Por Daniel Mitidiero
Por favor, nos conceitue o que é a Antecipação da Tutela.
A antecipação da tutela é uma técnica processual que visa a distribuir de forma isonômica o ônus do tempo no processo, permitindo a sua adequação a partir da urgência em prover ou da evidência do direito postulado em juízo. Como técnica, constitui um meio para prestação da tutela jurisdicional dos direitos.
Quais são os pontos distintos e comuns à tutela cautelar?
Tradicionalmente, a doutrina brasileira e
estrangeira tende a teorizar a antecipação de tutela e a tutela
cautelar lado a lado, como se fossem espécies de um mesmo gênero
(tutelas de urgência). É a partir daí que normalmente são traçadas as
diferenças e os pontos de contato entre os dois institutos. Na minha
opinião esse modo de pensar tem dois problemas: em primeiro lugar,
eclipsa a influência do direito material na estruturação do processo; em
segundo, deixa de lado a real função da antecipação da tutela, que é
promover a igualdade entre os litigantes a fim de que o processo possa
prestar uma tutela adequada, efetiva e tempestiva à parte. Foi por essa
razão que resolvi escrever meu livro mais recente sobre o tema – para
reelaborar essa difícil temática. Partindo do pressuposto de que a
antecipação de tutela é uma técnica processual que visa à prestação da
tutela jurisdicional do direito, a relação que se estabelece entre
técnica antecipatória e tutela do direito é uma relação de meio e fim. A
técnica antecipatória é um meio de sumarizar o conhecimento da causa no
processo para prestação da tutela do direito de forma provisória, seja
para satisfazer desde logo o direito (tutela satisfativa), seja para
acautelá-lo para realização futura (tutela cautelar). Para chegar a essa conclusão, eu conjugo critérios estruturais, funcionais e cronológicos
para definição da técnica antecipatória. Há uma relação de meio e fim
entre técnica antecipatória e tutela jurisdicional do direito .
A antecipação de tutela está subordinada à “verossimilhança sob prova inequívoca” (art. 273, caput, CPC). Essa é uma locução que é muito criticada na doutrina brasileira. Essas críticas procedem no seu entendimento?
De um modo geral, a doutrina aponta certa
incompatibilidade entre os termos “verossimilhança” e “prova
inequívoca” – se a prova é inequívoca, então o direito não seria
simplesmente verossímil, mas efetivamente existente. Essa crítica, com
todo respeito, me parece improcedente. Ela pressupõe, como pando de
fundo, uma ligação ontológica entre prova e verdade, quando é sabido que essa relação é puramente teleológica.
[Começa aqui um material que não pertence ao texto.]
//! WebSocket connection handlers.
//!
//! Each connection gets two tasks: a writer draining the client's bounded
//! outbound queue into the socket, and the reader loop below. The reader is
//! the only path that removes a client: when it sees a close frame, a read
//! error or the end of the stream, the client leaves the registry.

use std::{fmt::Display, sync::Arc, time::Duration};

use axum::{
    extract::{
        Query, State,
        ws::{Message, WebSocket, WebSocketUpgrade},
    },
    http::StatusCode,
    response::IntoResponse,
};
use futures_util::{Sink, SinkExt, Stream, StreamExt};
use serde::Deserialize;
use tokio::{sync::mpsc, task::JoinHandle};

use crate::{
    domain::{ClientId, Nickname, RoomName},
    infrastructure::codec,
    ui::state::AppState,
    usecase::{RelayEnvelopeUseCase, RelayError},
};

/// Query parameters for WebSocket connection
#[derive(Debug, Deserialize)]
pub struct ConnectQuery {
    pub nickname: Option<String>,
    pub room: Option<String>,
}

pub async fn websocket_handler(
    ws: WebSocketUpgrade,
    State(state): State<Arc<AppState>>,
    Query(query): Query<ConnectQuery>,
) -> Result<impl IntoResponse, StatusCode> {
    // Convert String -> Nickname / RoomName (Domain Model)
    let nickname = match Nickname::new(query.nickname.unwrap_or_default()) {
        Ok(nickname) => nickname,
        Err(e) => {
            tracing::warn!("Rejecting handshake: {}", e);
            return Err(StatusCode::BAD_REQUEST);
        }
    };
    let room = RoomName::or_default(query.room);

    if !state
        .join_client_usecase
        .is_nickname_available(&room, &nickname)
        .await
    {
        tracing::warn!(
            "Rejecting handshake: nickname '{}' is already in room '{}'",
            nickname,
            room
        );
        return Err(StatusCode::CONFLICT);
    }

    Ok(ws.on_upgrade(move |socket| handle_socket(socket, state, nickname, room)))
}

async fn handle_socket(socket: WebSocket, state: Arc<AppState>, nickname: Nickname, room: RoomName) {
    let settings = state.connection;
    let (tx, rx) = mpsc::channel(settings.outbound_buffer.max(1));

    // The writer starts first so the join announcement reaches the new client.
    let (sender, receiver) = socket.split();
    let send_task = pusher_loop(rx, sender, settings.write_timeout, nickname.to_string());

    let client = match state.join_client_usecase.execute(nickname, room, tx).await {
        Ok(client) => client,
        Err(e) => {
            // Lost a race with another handshake for the same nickname.
            tracing::warn!("Join failed after upgrade: {}", e);
            send_task.abort();
            return;
        }
    };

    reader_loop(receiver, &client.id, &state.relay_envelope_usecase).await;

    match state.leave_client_usecase.execute(&client.id).await {
        Ok(_) => tracing::debug!("Client {} cleaned up", client.id),
        Err(e) => tracing::warn!("Failed to announce departure of '{}': {}", client.nickname, e),
    }
    send_task.abort();
}

/// Spawns a task that drains `rx` into the WebSocket sink.
///
/// A write that does not finish within `write_timeout` is abandoned and the
/// task moves on to the next frame; a write error ends the task. Neither
/// removes the client.
fn pusher_loop<S>(
    mut rx: mpsc::Receiver<String>,
    mut sender: S,
    write_timeout: Duration,
    nickname: String,
) -> JoinHandle<()>
where
    S: Sink<Message> + Unpin + Send + 'static,
    S::Error: Display,
{
    tokio::spawn(async move {
        while let Some(frame) = rx.recv().await {
            match tokio::time::timeout(write_timeout, sender.send(Message::Text(frame.into()))).await
            {
                Ok(Ok(())) => {}
                Ok(Err(e)) => {
                    tracing::error!("Failed to write to '{}': {}", nickname, e);
                    break;
                }
                Err(_) => {
                    tracing::warn!(
                        "Write to '{}' timed out after {:?}, write abandoned",
                        nickname,
                        write_timeout
                    );
                }
            }
        }
    })
}

/// Reads frames until the connection ends, relaying every valid one.
///
/// Malformed frames and unknown kinds are logged and skipped; the connection
/// stays open.
async fn reader_loop<S, E>(mut receiver: S, client_id: &ClientId, relay: &RelayEnvelopeUseCase)
where
    S: Stream<Item = Result<Message, E>> + Unpin,
    E: Display,
{
    while let Some(msg) = receiver.next().await {
        let msg = match msg {
            Ok(msg) => msg,
            Err(e) => {
                tracing::info!("Read from {} failed: {}", client_id, e);
                break;
            }
        };

        match msg {
            Message::Text(text) => {
                let inbound = match codec::decode(text.as_str()) {
                    Ok(inbound) => inbound,
                    Err(e) => {
                        tracing::warn!("Discarding frame from {}: {}", client_id, e);
                        continue;
                    }
                };
                match relay.execute(client_id, inbound).await {
                    Ok(()) => {}
                    Err(RelayError::UnknownClient(_)) => {
                        tracing::warn!("Client {} is no longer registered", client_id);
                        break;
                    }
                    Err(e) => tracing::error!("Failed to relay frame from {}: {}", client_id, e),
                }
            }
            Message::Close(_) => {
                tracing::info!("Client {} requested close", client_id);
                break;
            }
            Message::Binary(data) => {
                tracing::warn!(
                    "Discarding binary frame ({} bytes) from {}",
                    data.len(),
                    client_id
                );
            }
            Message::Ping(_) => {
                tracing::debug!("Received ping");
                // Ping/pong is handled automatically by the WebSocket protocol
            }
            Message::Pong(_) => {}
        }
    }
}

#[cfg(test)]
mod tests {
    use std::{
        io,
        pin::Pin,
        sync::atomic::{AtomicUsize, Ordering},
        task::{Context, Poll},
    };

    use super::*;
    use crate::{
        domain::{ClientRecord, ClientRegistry, Envelope, publisher::MockEnvelopePublisher},
        infrastructure::registry::InMemoryClientRegistry,
    };
    use futures_util::{sink, stream};
    use roomcast_shared::time::FixedClock;

    // ========================================
    // テスト作業記録
    // ========================================
    // 【何をテストするか】
    // - reader_loop: 不正なフレームを読み飛ばして次のフレームを中継すること
    // - reader_loop: Close / 読み取りエラーで終了すること
    // - pusher_loop: キューの順序どおりに書き込み、書き込みエラーで終了すること
    // - pusher_loop: 書き込みがタイムアウトしても終了せず次のフレームに進むこと
    // ========================================

    /// Socket whose flush never completes; counts the frames handed to it
    struct StalledSocket {
        attempts: Arc<AtomicUsize>,
    }

    impl Sink<Message> for StalledSocket {
        type Error = io::Error;

        fn poll_ready(self: Pin<&mut Self>, _cx: &mut Context<'_>) -> Poll<Result<(), io::Error>> {
            Poll::Ready(Ok(()))
        }

        fn start_send(self: Pin<&mut Self>, _item: Message) -> Result<(), io::Error> {
            self.attempts.fetch_add(1, Ordering::SeqCst);
            Ok(())
        }

        fn poll_flush(self: Pin<&mut Self>, _cx: &mut Context<'_>) -> Poll<Result<(), io::Error>> {
            Poll::Pending
        }

        fn poll_close(self: Pin<&mut Self>, _cx: &mut Context<'_>) -> Poll<Result<(), io::Error>> {
            Poll::Pending
        }
    }

    async fn registered(registry: &InMemoryClientRegistry) -> ClientRecord {
        let record = ClientRecord::new(
            Nickname::new("alice".to_string()).unwrap(),
            RoomName::default(),
        );
        let (tx, _rx) = mpsc::channel(8);
        registry.register(record.clone(), tx).await.unwrap();
        record
    }

    fn text(frame: &str) -> Result<Message, io::Error> {
        Ok(Message::Text(frame.to_string().into()))
    }

    #[tokio::test]
    async fn test_reader_skips_malformed_and_relays_rest() {
        // テスト項目: 不正な JSON・未知の kind は破棄され、後続の正しいフレームは中継される
        // given (前提条件):
        let registry = Arc::new(InMemoryClientRegistry::new());
        let alice = registered(&registry).await;
        let mut publisher = MockEnvelopePublisher::new();
        publisher
            .expect_publish()
            .withf(|envelope| {
                matches!(envelope, Envelope::Message(message) if message.content.as_str() == "hi")
            })
            .times(1)
            .returning(|_| Ok(()));
        let relay = RelayEnvelopeUseCase::new(
            registry,
            Arc::new(publisher),
            Arc::new(FixedClock::from_unix_millis(0)),
        );
        let frames = stream::iter(vec![
            text("not json"),
            text(r#"{"kind":"shout","content":"HI"}"#),
            text(r#"{"kind":"message","content":"hi"}"#),
        ]);

        // when (操作):
        reader_loop(frames, &alice.id, &relay).await;

        // then (期待する結果): MockEnvelopePublisher の times(1) で検証
    }

    #[tokio::test]
    async fn test_reader_stops_on_close_and_error() {
        // テスト項目: Close フレーム・読み取りエラー以降のフレームは処理されない
        // given (前提条件):
        let registry = Arc::new(InMemoryClientRegistry::new());
        let alice = registered(&registry).await;
        let mut publisher = MockEnvelopePublisher::new();
        publisher.expect_publish().never();
        let relay = RelayEnvelopeUseCase::new(
            registry,
            Arc::new(publisher),
            Arc::new(FixedClock::from_unix_millis(0)),
        );

        // when (操作):
        reader_loop(
            stream::iter(vec![Ok(Message::Close(None)), text(r#"{"content":"late"}"#)]),
            &alice.id,
            &relay,
        )
        .await;
        reader_loop(
            stream::iter(vec![
                Err(io::Error::other("connection reset")),
                text(r#"{"content":"late"}"#),
            ]),
            &alice.id,
            &relay,
        )
        .await;

        // then (期待する結果): publish は一度も呼ばれない
    }

    #[tokio::test]
    async fn test_reader_ignores_binary_frames() {
        // テスト項目: バイナリフレームは破棄され、後続のテキストフレームは中継される
        // given (前提条件):
        let registry = Arc::new(InMemoryClientRegistry::new());
        let alice = registered(&registry).await;
        let mut publisher = MockEnvelopePublisher::new();
        publisher.expect_publish().times(1).returning(|_| Ok(()));
        let relay = RelayEnvelopeUseCase::new(
            registry,
            Arc::new(publisher),
            Arc::new(FixedClock::from_unix_millis(0)),
        );
        let frames = stream::iter(vec![
            Ok(Message::Binary(vec![0xde, 0xad].into())),
            text(r#"{"content":"after binary"}"#),
        ]);

        // when (操作):
        reader_loop(frames, &alice.id, &relay).await;

        // then (期待する結果): MockEnvelopePublisher の times(1) で検証
    }

    #[tokio::test]
    async fn test_pusher_survives_write_timeout() {
        // テスト項目: 書き込みがタイムアウトしてもタスクは継続し、次のフレームの書き込みを試みる
        // given (前提条件): flush が永遠に終わらないソケット
        let attempts = Arc::new(AtomicUsize::new(0));
        let socket = StalledSocket {
            attempts: attempts.clone(),
        };
        let (tx, rx) = mpsc::channel(8);
        let handle = pusher_loop(rx, socket, Duration::from_millis(20), "alice".to_string());

        // when (操作):
        tx.send("one".to_string()).await.unwrap();
        tx.send("two".to_string()).await.unwrap();

        // then (期待する結果):
        let deadline = tokio::time::Instant::now() + Duration::from_secs(2);
        while attempts.load(Ordering::SeqCst) < 2 {
            assert!(tokio::time::Instant::now() < deadline, "second frame was never attempted");
            tokio::time::sleep(Duration::from_millis(10)).await;
        }
        assert!(!handle.is_finished());
        handle.abort();
    }

    #[tokio::test]
    async fn test_pusher_writes_in_queue_order() {
        // テスト項目: 送信キューのフレームが順序どおりにソケットへ書き込まれる
        // given (前提条件):
        let (tx, rx) = mpsc::channel(8);
        let (written_tx, mut written_rx) = mpsc::unbounded_channel::<Message>();
        let socket = Box::pin(sink::unfold(written_tx, |written, msg: Message| async move {
            written
                .send(msg)
                .map_err(|_| io::Error::other("receiver dropped"))?;
            Ok::<_, io::Error>(written)
        }));
        let handle = pusher_loop(rx, socket, Duration::from_secs(1), "alice".to_string());

        // when (操作):
        for frame in ["one", "two", "three"] {
            tx.send(frame.to_string()).await.unwrap();
        }
        drop(tx);
        handle.await.unwrap();

        // then (期待する結果):
        let mut written = Vec::new();
        while let Ok(Message::Text(text)) = written_rx.try_recv() {
            written.push(text.to_string());
        }
        assert_eq!(written, vec!["one", "two", "three"]);
    }

    #[tokio::test]
    async fn test_pusher_stops_on_write_error() {
        // テスト項目: 書き込みエラーでライタータスクが終了する
        // given (前提条件):
        let (tx, rx) = mpsc::channel(8);
        let socket = Box::pin(sink::unfold((), |(), _msg: Message| async move {
            Err::<(), _>(io::Error::other("broken pipe"))
        }));
        let handle = pusher_loop(rx, socket, Duration::from_secs(1), "alice".to_string());

        // when (操作):
        tx.send("one".to_string()).await.unwrap();

        // then (期待する結果): キューが開いたままでもタスクは終了する
        tokio::time::timeout(Duration::from_secs(1), handle)
            .await
            .unwrap()
            .unwrap();
        assert!(tx.is_closed());
    }
}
Isso não quer dizer, contudo, que eu esteja de acordo com a expressão
utilizada pelo legislador. É clássica a compreensão do termo
“verossimilhança” com dois sentidos distintos. Para Calamandrei, o termo
significa tanto aquilo que normalmente acontece (id quod plerumque accidit) como um grau de aproximação à realidade. Isso se deve, no entanto, à incompleta tradução que Calamandrei realizou do termo alemão Wahrscheinlichkeit
empregado por Wach em uma de suas conferências sobre a ZPO alemã de
1877. É verdade que, em alemão, a expressão significa tanto normalidade como probabilidade.
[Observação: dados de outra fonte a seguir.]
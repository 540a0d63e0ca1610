//! UseCase: クライアント入室処理
//!
//! Registers a handshaken client and announces its arrival to the room.
//! The announcement is published after registration, so the joining client
//! receives it too.

use std::sync::Arc;

use roomcast_shared::time::Clock;

use crate::domain::{
    ChatMessage, ClientRecord, ClientRegistry, EnvelopePublisher, Nickname, PusherChannel,
    RoomName,
};

use super::error::JoinError;

/// クライアント入室のユースケース
pub struct JoinClientUseCase {
    registry: Arc<dyn ClientRegistry>,
    publisher: Arc<dyn EnvelopePublisher>,
    clock: Arc<dyn Clock>,
}

impl JoinClientUseCase {
    pub fn new(
        registry: Arc<dyn ClientRegistry>,
        publisher: Arc<dyn EnvelopePublisher>,
        clock: Arc<dyn Clock>,
    ) -> Self {
        Self {
            registry,
            publisher,
            clock,
        }
    }

    /// 入室を実行
    ///
    /// # Arguments
    ///
    /// * `nickname` - 接続時に宣言されたニックネーム
    /// * `room` - 入室するルーム
    /// * `outbound` - クライアントへの送信キュー
    ///
    /// # Returns
    ///
    /// * `Ok(ClientRecord)` - 登録されたレコード
    /// * `Err(JoinError)` - 登録失敗（レジストリは変更されない）
    pub async fn execute(
        &self,
        nickname: Nickname,
        room: RoomName,
        outbound: PusherChannel,
    ) -> Result<ClientRecord, JoinError> {
        let record = ClientRecord::new(nickname, room);

        // 1. Registry に登録
        self.registry.register(record.clone(), outbound).await?;
        tracing::info!(
            "'{}' ({}) connected in room '{}'",
            record.nickname,
            record.id,
            record.room
        );

        // 2. 入室アナウンスを本人を含むルーム全員に配信
        let announcement = ChatMessage::joined(&record, self.clock.now());
        if let Err(e) = self.publisher.publish(announcement.into()).await {
            tracing::warn!("Failed to announce '{}': {}", record.nickname, e);
        }

        Ok(record)
    }

    /// Whether `nickname` is free in `room` (checked before the WebSocket upgrade)
    pub async fn is_nickname_available(&self, room: &RoomName, nickname: &Nickname) -> bool {
        !self.registry.is_nickname_taken(room, nickname).await
    }
}
//! UseCase: クライアント退室処理
//!
//! The single terminal transition of a client: remove it from the registry,
//! clear its typing indicator and announce the departure. The client is
//! unregistered before anything is published, so it never receives its own
//! departure.

use std::sync::Arc;

use roomcast_shared::time::Clock;

use crate::domain::{
    ChatMessage, ClientId, ClientRecord, ClientRegistry, EnvelopePublisher, TypingNotice,
};

use super::error::LeaveError;

/// クライアント退室のユースケース
pub struct LeaveClientUseCase {
    registry: Arc<dyn ClientRegistry>,
    publisher: Arc<dyn EnvelopePublisher>,
    clock: Arc<dyn Clock>,
}

impl LeaveClientUseCase {
    pub fn new(
        registry: Arc<dyn ClientRegistry>,
        publisher: Arc<dyn EnvelopePublisher>,
        clock: Arc<dyn Clock>,
    ) -> Self {
        Self {
            registry,
            publisher,
            clock,
        }
    }

    /// 退室を実行
    ///
    /// # Returns
    ///
    /// * `Ok(Some(ClientRecord))` - 削除されたレコード
    /// * `Ok(None)` - 既に削除済み（何もしない）
    /// * `Err(LeaveError)` - 退室アナウンスの配信に失敗（削除自体は完了している）
    pub async fn execute(&self, client_id: &ClientId) -> Result<Option<ClientRecord>, LeaveError> {
        let Some(record) = self.registry.unregister(client_id).await else {
            tracing::debug!("Client {} already left", client_id);
            return Ok(None);
        };
        tracing::info!(
            "'{}' ({}) disconnected from room '{}'",
            record.nickname,
            record.id,
            record.room
        );

        // 入力中表示の解除は失敗しても退室アナウンスは必ず配信する
        if let Err(e) = self
            .publisher
            .publish(TypingNotice::new(&record, false).into())
            .await
        {
            tracing::warn!("Failed to clear typing state of '{}': {}", record.nickname, e);
        }
        self.publisher
            .publish(ChatMessage::left(&record, self.clock.now()).into())
            .await?;

        Ok(Some(record))
    }
}
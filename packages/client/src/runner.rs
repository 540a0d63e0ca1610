//! Client execution logic with reconnection support.

use std::time::Duration;

use super::{
    error::ClientError,
    session::{ClientOptions, run_client_session},
};

const MAX_RECONNECT_ATTEMPTS: u32 = 5;
const RECONNECT_INTERVAL_SECS: u64 = 5;

/// Run the client, reconnecting on lost connections
///
/// Rejected handshakes (taken, empty or reserved nickname) are returned
/// immediately; connection failures are retried a bounded number of times.
pub async fn run_client(options: ClientOptions) -> Result<(), ClientError> {
    let mut reconnect_count = 0;

    loop {
        tracing::info!(
            "Attempting to connect to {} as '{}' in room '{}' (attempt {}/{})",
            options.url,
            options.nickname,
            options.room,
            reconnect_count + 1,
            MAX_RECONNECT_ATTEMPTS
        );

        match run_client_session(&options).await {
            Ok(()) => {
                tracing::info!("Client session ended normally");
                return Ok(());
            }
            Err(e) if !e.is_retryable() => return Err(e),
            Err(e) => {
                tracing::warn!("Connection lost: {}", e);
                reconnect_count += 1;

                if reconnect_count >= MAX_RECONNECT_ATTEMPTS {
                    tracing::error!(
                        "Failed to reconnect after {} attempts. Exiting.",
                        MAX_RECONNECT_ATTEMPTS
                    );
                    return Err(e);
                }

                tracing::info!(
                    "Reconnecting in {} seconds... (attempt {}/{})",
                    RECONNECT_INTERVAL_SECS,
                    reconnect_count + 1,
                    MAX_RECONNECT_ATTEMPTS
                );
                tokio::time::sleep(Duration::from_secs(RECONNECT_INTERVAL_SECS)).await;
            }
        }
    }
}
Ocorre que, no português, temos duas expressões diferentes para
designar esses dois conceitos distintos. Assim, o conceito de
verossimilhança não indica um grau de aproximação à verdade, mas
simplesmente um padrão de normalidade. O conceito que indica um grau de
aproximação à verdade é o de probabilidade, que deveria, portanto, ser o
conceito utilizado pelo legislador para concessão da antecipação da
tutela. Como o processo justo visa à prolação de uma decisão justa, e
inexiste possibilidade de uma decisão justa divorciada da busca pela
verdade das alegações de fato, é adequada a utilização do conceito de probabilidade para estruturação do regime jurídica da técnica antecipatória.
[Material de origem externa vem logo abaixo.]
//! Time-related utilities with clock abstraction for testability.
//!
//! Chat timestamps are rendered as wall-clock time in a fixed UTC offset
//! using the `DD-MM-YYYY HH:MM:SS` layout expected by chat clients.

use chrono::{DateTime, FixedOffset, Offset, TimeZone, Utc};

/// Layout of the `sentAt` field on outbound chat messages.
pub const SENT_AT_FORMAT: &str = "%d-%m-%Y %H:%M:%S";

/// Clock trait for dependency injection and testing
pub trait Clock: Send + Sync {
    /// Current time in the clock's offset
    fn now(&self) -> DateTime<FixedOffset>;
}

/// System clock implementation (uses actual system time)
#[derive(Debug, Clone, Copy)]
pub struct SystemClock {
    offset: FixedOffset,
}

impl SystemClock {
    /// Create a system clock reporting time in the given offset
    pub fn new(offset: FixedOffset) -> Self {
        Self { offset }
    }

    /// Create a system clock from a whole-hour UTC offset (e.g. `-3`)
    ///
    /// Out-of-range offsets fall back to UTC.
    pub fn with_utc_offset_hours(hours: i32) -> Self {
        Self::new(utc_offset(hours))
    }
}

impl Default for SystemClock {
    fn default() -> Self {
        Self::new(Utc.fix())
    }
}

impl Clock for SystemClock {
    fn now(&self) -> DateTime<FixedOffset> {
        Utc::now().with_timezone(&self.offset)
    }
}

/// Fixed clock implementation for testing (returns a fixed time)
#[derive(Debug, Clone, Copy)]
pub struct FixedClock {
    fixed_time: DateTime<FixedOffset>,
}

impl FixedClock {
    /// Create a new fixed clock with the given time
    pub fn new(fixed_time: DateTime<FixedOffset>) -> Self {
        Self { fixed_time }
    }

    /// Create a fixed clock from a Unix timestamp (milliseconds) rendered in UTC
    pub fn from_unix_millis(millis: i64) -> Self {
        let fixed_time = Utc
            .timestamp_millis_opt(millis)
            .single()
            .unwrap_or_default()
            .fixed_offset();
        Self { fixed_time }
    }
}

impl Clock for FixedClock {
    fn now(&self) -> DateTime<FixedOffset> {
        self.fixed_time
    }
}

/// Build a `FixedOffset` from whole hours east of UTC, falling back to UTC
pub fn utc_offset(hours: i32) -> FixedOffset {
    hours
        .checked_mul(3600)
        .and_then(FixedOffset::east_opt)
        .unwrap_or_else(|| Utc.fix())
}

/// Render a timestamp in the `sentAt` layout
pub fn format_sent_at(time: &DateTime<FixedOffset>) -> String {
    time.format(SENT_AT_FORMAT).to_string()
}

#[cfg(test)]
mod tests {
    use super::*;

    #[test]
    fn test_system_clock_uses_configured_offset() {
        // テスト項目: SystemClock が指定したオフセットで時刻を返す
        // given (前提条件):
        let clock = SystemClock::with_utc_offset_hours(-3);

        // when (操作):
        let now = clock.now();

        // then (期待する結果):
        assert_eq!(now.offset().local_minus_utc(), -3 * 3600);
    }

    #[test]
    fn test_system_clock_returns_increasing_timestamps() {
        // テスト項目: SystemClock が呼び出すたびに増加するタイムスタンプを返す
        // given (前提条件):
        let clock = SystemClock::default();

        // when (操作):
        let first = clock.now();
        std::thread::sleep(std::time::Duration::from_millis(10));
        let second = clock.now();

        // then (期待する結果):
        assert!(second >= first);
    }

    #[test]
    fn test_fixed_clock_returns_consistent_time() {
        // テスト項目: FixedClock が複数回呼び出しても同じ時刻を返す
        // given (前提条件):
        let clock = FixedClock::from_unix_millis(1_672_531_200_000);

        // when (操作):
        let first = clock.now();
        let second = clock.now();

        // then (期待する結果):
        assert_eq!(first, second);
        assert_eq!(first.timestamp_millis(), 1_672_531_200_000);
    }

    #[test]
    fn test_format_sent_at_layout() {
        // テスト項目: sentAt が DD-MM-YYYY HH:MM:SS 形式で出力される
        // given (前提条件): 2023-01-01 00:00:00 UTC
        let time = FixedClock::from_unix_millis(1_672_531_200_000).now();

        // when (操作):
        let rendered = format_sent_at(&time.with_timezone(&utc_offset(-3)));

        // then (期待する結果): UTC-3 is the previous evening
        assert_eq!(rendered, "31-12-2022 21:00:00");
    }

    #[test]
    fn test_utc_offset_out_of_range_falls_back_to_utc() {
        // テスト項目: 範囲外のオフセットは UTC にフォールバックする
        // given (前提条件):
        let hours = 48;

        // when (操作):
        let offset = utc_offset(hours);

        // then (期待する結果):
        assert_eq!(offset.local_minus_utc(), 0);
    }
}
E o problema da alusão à “prova inequívoca”?
A referência que o legislador faz à prova
inequívoca não é das mais felizes, embora tenha o mérito de sugerir que
o problema ligado à formação do juízo de probabilidade é, na maioria
dos casos, um problema probatório. E isso porque a probabilidade lógica (que é a probabilidade própria ao direito e ao processo) é alcançada mediante testes de corroboração e não refutação
das hipóteses à luz do conjunto probatório. Muito resumidamente, para
que uma assertiva seja provável, ela deve ser suportada e não desmentida
pelas provas disponíveis nos autos. O grau de convencimento que se
exige para antecipação de tutela, contudo, variará de acordo com o
direito material postulado em juízo. Por isso que a alusão à “prova
inequívoca”, se lida como um conceito uniforme e homogêneo, acaba
despistando o que realmente interessa para concessão da antecipação da
tutela – a formação de um juízo de probabilidade consistente à luz da
prova dos autos e do direito material debatido em juízo. O adjetivo
“inequívoca” sugere uma ligação ontológica entre prova e verdade (“se
está provado, é verdadeiro”), quando é sabido que essa maneira de
compreender o tema está superada por uma percepção apenas teleológica
dessa ligação (“a prova visa à verdade, mas não a constitui”). Daí a
razão pela qual é preciso ler a alusão à “prova inequívoca” como
exigência de conforto das alegações fático-jurídicas nas provas
disponíveis nos autos.
E a questão concernente à
subordinação do “perigo de dano irreparável ou de difícil reparação”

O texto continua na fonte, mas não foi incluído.